Microwave‐assisted synthesis of the Fe2O3/g‐C3N4 nanocomposites with enhanced photocatalytic activity for degradation of methylene blue

• Published in: Journal of the Chinese Chemical Society (Taipei) Vol. 67; no. 11; pp. 2032 - 2041
• Main Authors: Karimi, Mohammad Ali, Iliyat, Maryam, Atashkadi, Mojdeh, Ranjbar, Mehdi, Habibi‐Yangjeh, Aziz
• Format: Journal Article
• Language: English
• Published: Weinheim Wiley‐VCH Verlag GmbH & Co. KGaA 01.11.2020; Wiley Subscription Services, Inc
• Subjects: Carbon nitride; Catalytic activity; Chemical reactions; Current carriers; Electron microscopy; Fe2O3/g‐C3N4 nanocomposites; Ferric nitrate; Infrared spectroscopy; iron oxide doping; Iron oxides; Light irradiation; Melamine; Methylene blue; Microscopy; microwave‐assisted synthesis; Nanocomposites; Performance enhancement; Photocatalysis; Photodegradation; Redox reactions; Room temperature; Spectrum analysis; Synthesis; UV–Vis spectroscopy; Weight
• ISSN: 0009-4536; 2192-6549
• DOI: 10.1002/jccs.202000068

The preparation and photocatalytic performance of the Fe2O3/g‐C3N4 nanocomposites with different weight percentage of iron was investigated in this study. Samples were successfully synthesized using melamine and ferric nitrate as the precursors via the green and facile microwave‐assisted method. The physicochemical and structural properties of the Fe2O3‐doped g‐C3N4 were characterized by X‐ray diffraction (XRD), Fourier‐transform infrared spectroscopy (FT‐IR), the Brunauer–Emmett–Teller (BET) method, transmission electron microscopy (TEM), scanning electron microscopy (SEM), energy‐dispersive X‐ray spectroscopy (EDS), and ultraviolet–visible spectroscopy (UV–Vis).

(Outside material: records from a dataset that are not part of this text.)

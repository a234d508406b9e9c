//! Turn behavior configuration.
//!
//! Controls how the turn use case decides and how long it may take.

use super::RetryPolicy;
use quiz_domain::ConfidenceThreshold;
use std::time::Duration;

/// Application behavior configuration.
///
/// Controls the resolution threshold, optional renormalization, the overall
/// turn timeout, and retry behavior for rate-limited model calls.
#[derive(Debug, Clone, Default)]
pub struct BehaviorConfig {
    /// Probability a category must reach to resolve the quiz.
    pub threshold: ConfidenceThreshold,
    /// Rescale probabilities to sum to 1 after each update.
    pub renormalize: bool,
    /// Maximum time for a whole turn (both model calls).
    pub timeout: Option<Duration>,
    /// Retry schedule for rate-limited model calls.
    pub retry: RetryPolicy,
}

impl BehaviorConfig {
    /// Creates a BehaviorConfig with a turn timeout specified in seconds.
    pub fn with_timeout_seconds(seconds: u64) -> Self {
        Self {
            timeout: Some(Duration::from_secs(seconds)),
            ..Default::default()
        }
    }

    /// Creates a BehaviorConfig from an optional timeout in seconds.
    ///
    /// If `seconds` is `None`, no timeout is applied.
    pub fn from_timeout_seconds(seconds: Option<u64>) -> Self {
        Self {
            timeout: seconds.map(Duration::from_secs),
            ..Default::default()
        }
    }

    pub fn with_threshold(mut self, threshold: ConfidenceThreshold) -> Self {
        self.threshold = threshold;
        self
    }

    pub fn with_renormalize(mut self, renormalize: bool) -> Self {
        self.renormalize = renormalize;
        self
    }

    pub fn with_retry(mut self, retry: RetryPolicy) -> Self {
        self.retry = retry;
        self
    }
}

#[cfg(test)]
mod tests {
    use super::*;

    #[test]
    fn test_default() {
        let config = BehaviorConfig::default();
        assert_eq!(config.threshold.value(), 0.8);
        assert!(!config.renormalize);
        assert!(config.timeout.is_none());
        assert_eq!(config.retry, RetryPolicy::default());
    }

    #[test]
    fn test_from_timeout_seconds() {
        assert_eq!(
            BehaviorConfig::from_timeout_seconds(Some(30)).timeout,
            Some(Duration::from_secs(30))
        );
        assert!(BehaviorConfig::from_timeout_seconds(None).timeout.is_none());
        assert_eq!(
            BehaviorConfig::with_timeout_seconds(5).timeout,
            Some(Duration::from_secs(5))
        );
    }
}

The photocatalytic activity of the Fe2O3/g‐C3N4 catalysts was evaluated by the degradation of methylene blue (MB) at room temperature under visible light irradiation. As expected, the as‐synthesized samples exhibited considerable improvement in the photodegradation of MB. The Fe2O3/g‐C3N4 (1.0 wt%) nanocomposite had superior photocatalytic activity, with almost 70% degradation efficiency within 90 min of irradiation. The enhanced performance was ascribed to the separation and migration of the photoinduced electron–hole pairs and taking part of the charge carriers in the chemical redox reactions at the surface of the photocatalyst. In this work, the effect of Fe weight percentage on the degradation potential was also studied, and the photocatalytic mechanism was proposed with the main reactive species •OH. The Fe2O3/g‐C3N4 (1.0 wt.%) nanocomposite exhibited considerable improvement in the photodegradation of MB. The photocatalytic efficiency was approximately 3.9 fold higher than that of the pure g‐C3N4. The •OH radicals were recognized as the main reactive species by the radical trapping experiments.